Extending the context length to 1M tokens

Three-Body Problem demo & long-context claims

  • Several commenters note that the page’s Three-Body Problem summaries contain factual errors and hallucinations, undercutting the long-context “read three books” demo.
  • Some argue this doesn’t really test 1M-token context, since smaller models already know the books from training data.
  • Others highlight that disentangling “using only the provided context” from prior training is ill-defined, since both humans and models inevitably mix prior knowledge with new input.

Do LLMs surpass human intelligence?

  • One side claims modern LLMs already “far surpass” average humans on many cognitive tasks, especially fast reading, summarization, retrieval, cross-domain synthesis, and “napkin math.”
  • Others strongly disagree: speed and scale are not intelligence; models lack robust reasoning, long-term learning, planning, and grounding in the physical world.
  • Comparisons are made to calculators and chainsaws: extremely capable tools, but not “intelligent” in a human sense.

Creativity, novelty, and failure modes

  • Supporters cite personal use cases (trip planning, recipes, branding, lyrics, code sketches, theoretical explorations) as evidence of everyday creativity and cross-domain competence beyond most people.
  • Skeptics respond that:
    • These outputs are recombinations of training data, not evidence of deep understanding.
    • Quality often collapses on non-routine tasks (e.g., implementing a real S3 backend, precise drawing constraints, complex reasoning).
    • Human and LLM failure modes differ: humans may be slow or unskilled, but models confidently hallucinate and struggle to follow exact specifications.
  • There’s recurring debate over whether “hallucination” in LLMs is analogous to human rationalization and memory errors.

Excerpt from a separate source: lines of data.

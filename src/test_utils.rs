#[cfg(test)]
pub mod fixtures {
    use secrecy::SecretString;

    use crate::config::LlmSettings;

    pub const PHOTOSYNTHESIS_TEXT: &str = "Photosynthesis is the process by which plants convert light energy into chemical energy. \
         Chlorophyll absorbs light, and the energy drives the conversion of carbon dioxide and water into glucose and oxygen.";

    pub const SUMMARY_RESPONSE: &str =
        "STEP 1: Main Points\n- AI improves learning\nSTEP 2: Synthesis\n- Connects to outcomes";

    pub const BLOOMS_RESPONSE: &str = "LEVEL 1: Remember\n- What is chlorophyll?\n\
         LEVEL 2: Understand\n- Why do plants need light?\n\
         LEVEL 3: Apply\n- How would a greenhouse change the rate?\n\
         LEVEL 4: Analyze\n- How do light and carbon dioxide interact?\n\
         LEVEL 5: Evaluate\n- Is light the main limiting factor?\n\
         LEVEL 6: Create\n- Design an experiment measuring oxygen output.";

    /// Chat-completion payload carrying `content` as the first choice.
    pub fn chat_completion_body(content: &str) -> String {
        serde_json::json!({
            "id": "cmpl-test",
            "model": "sonar-pro",
            "choices": [
                {
                    "index": 0,
                    "finish_reason": "stop",
                    "message": { "role": "assistant", "content": content }
                }
            ]
        })
        .to_string()
    }

    /// Settings pointing at `url` with a short timeout and no backoff.
    pub fn llm_settings_for(url: &str) -> LlmSettings {
        LlmSettings {
            endpoint_url: url.to_string(),
            api_key: Some(SecretString::from("pplx-test-key-0000000000".to_string())),
            request_timeout_secs: 1,
            retry_backoff_ms: 0,
            ..LlmSettings::default()
        }
    }
}

#[cfg(test)]
pub mod test_helpers {
    use actix_web::http::StatusCode;
    use async_trait::async_trait;
    use tokio::io::{AsyncReadExt, AsyncWriteExt};
    use tokio::net::{TcpListener, TcpStream};

    use crate::services::completion_client::CompletionClient;

    mockall::mock! {
        pub Completion {}

        #[async_trait]
        impl CompletionClient for Completion {
            async fn complete(&self, prompt: &str) -> Option<String>;
        }
    }

    /// Asserts that a status code represents an error (4xx or 5xx)
    pub fn assert_error_status(status: StatusCode) {
        assert!(
            status.is_client_error() || status.is_server_error(),
            "Expected error status, got: {}",
            status
        );
    }

    /// Asserts that a status code represents success (2xx)
    pub fn assert_success_status(status: StatusCode) {
        assert!(
            status.is_success(),
            "Expected success status, got: {}",
            status
        );
    }

    async fn read_request(socket: &mut TcpStream) {
        let mut buf = Vec::new();
        let mut chunk = [0u8; 4096];

        loop {
            let read = match socket.read(&mut chunk).await {
                Ok(0) | Err(_) => return,
                Ok(read) => read,
            };
            buf.extend_from_slice(&chunk[..read]);

            let Some(end) = buf.windows(4).position(|window| window == b"\r\n\r\n") else {
                continue;
            };
            let headers = String::from_utf8_lossy(&buf[..end]).to_lowercase();
            let content_length = headers
                .lines()
                .find_map(|line| line.strip_prefix("content-length:"))
                .and_then(|value| value.trim().parse::<usize>().ok())
                .unwrap_or(0);
            if buf.len() >= end + 4 + content_length {
                return;
            }
        }
    }

    /// Serves a single HTTP response on a local port and returns its URL.
    pub async fn serve_once(status: u16, body: String) -> String {
        let listener = TcpListener::bind("127.0.0.1:0").await.unwrap();
        let addr = listener.local_addr().unwrap();

        tokio::spawn(async move {
            let (mut socket, _) = listener.accept().await.unwrap();
            read_request(&mut socket).await;

            let response = format!(
                "HTTP/1.1 {} Test\r\ncontent-type: application/json\r\ncontent-length: {}\r\nconnection: close\r\n\r\n{}",
                status,
                body.len(),
                body
            );
            let _ = socket.write_all(response.as_bytes()).await;
            let _ = socket.shutdown().await;
        });

        format!("http://{}/chat/completions", addr)
    }

    /// Accepts one connection and never answers it.
    pub async fn serve_silently() -> String {
        let listener = TcpListener::bind("127.0.0.1:0").await.unwrap();
        let addr = listener.local_addr().unwrap();

        tokio::spawn(async move {
            let (mut socket, _) = listener.accept().await.unwrap();
            read_request(&mut socket).await;
            tokio::time::sleep(std::time::Duration::from_secs(30)).await;
            drop(socket);
        });

        format!("http://{}/chat/completions", addr)
    }
}

#[cfg(test)]
mod tests {
    use super::fixtures::*;
    use crate::services::completion_client::extract_content;

    #[test]
    fn test_fixtures_chat_completion_body() {
        let body = chat_completion_body(SUMMARY_RESPONSE);
        assert_eq!(extract_content(&body).as_deref(), Some(SUMMARY_RESPONSE));
    }

    #[test]
    fn test_fixtures_llm_settings_for() {
        let settings = llm_settings_for("http://127.0.0.1:9/chat/completions");
        assert!(settings.has_credential());
        assert_eq!(settings.retry_backoff_ms, 0);
        assert_eq!(settings.endpoint_url, "http://127.0.0.1:9/chat/completions");
    }
}
pub mod app_state;
pub mod config;
pub mod constants;
pub mod errors;
pub mod handlers;
pub mod middleware;
pub mod models;
pub mod services;

#[cfg(test)]
pub mod test_utils;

Singularity, self-improvement, and sentience

  • Some argue we may already have passed a “technological singularity” in practical capability; others insist the true singularity requires autonomous systems that can design and train significantly better successors.
  • On sentience, commenters note that:
    • We lack clear criteria even for humans.
    • A genuinely sentient AI might be dismissed as “just mimicking patterns,” especially given current safety fine-tuning that suppresses such claims.

Qwen 2.5 long-context practicality & availability

  • Local users praise Qwen2.5 Coder but struggle with hardware limits and long-context use in GGUF-based setups.
  • There’s confusion around enabling 128k+ context via configuration flags and YaRN scaling; some report degradation and hallucinations on very long inputs.
  • Needle-in-a-haystack benchmarks showing 100% retrieval at 1M tokens are met with skepticism; individual tests at 32k context already show misses.
  • Commenters note that the 1M-token long-context model does not appear to be downloadable; weights are not clearly released.
  • One nitpick corrects the blog’s “1M tokens ≈ 1M words,” arguing typical English tokenization yields closer to ~750k words.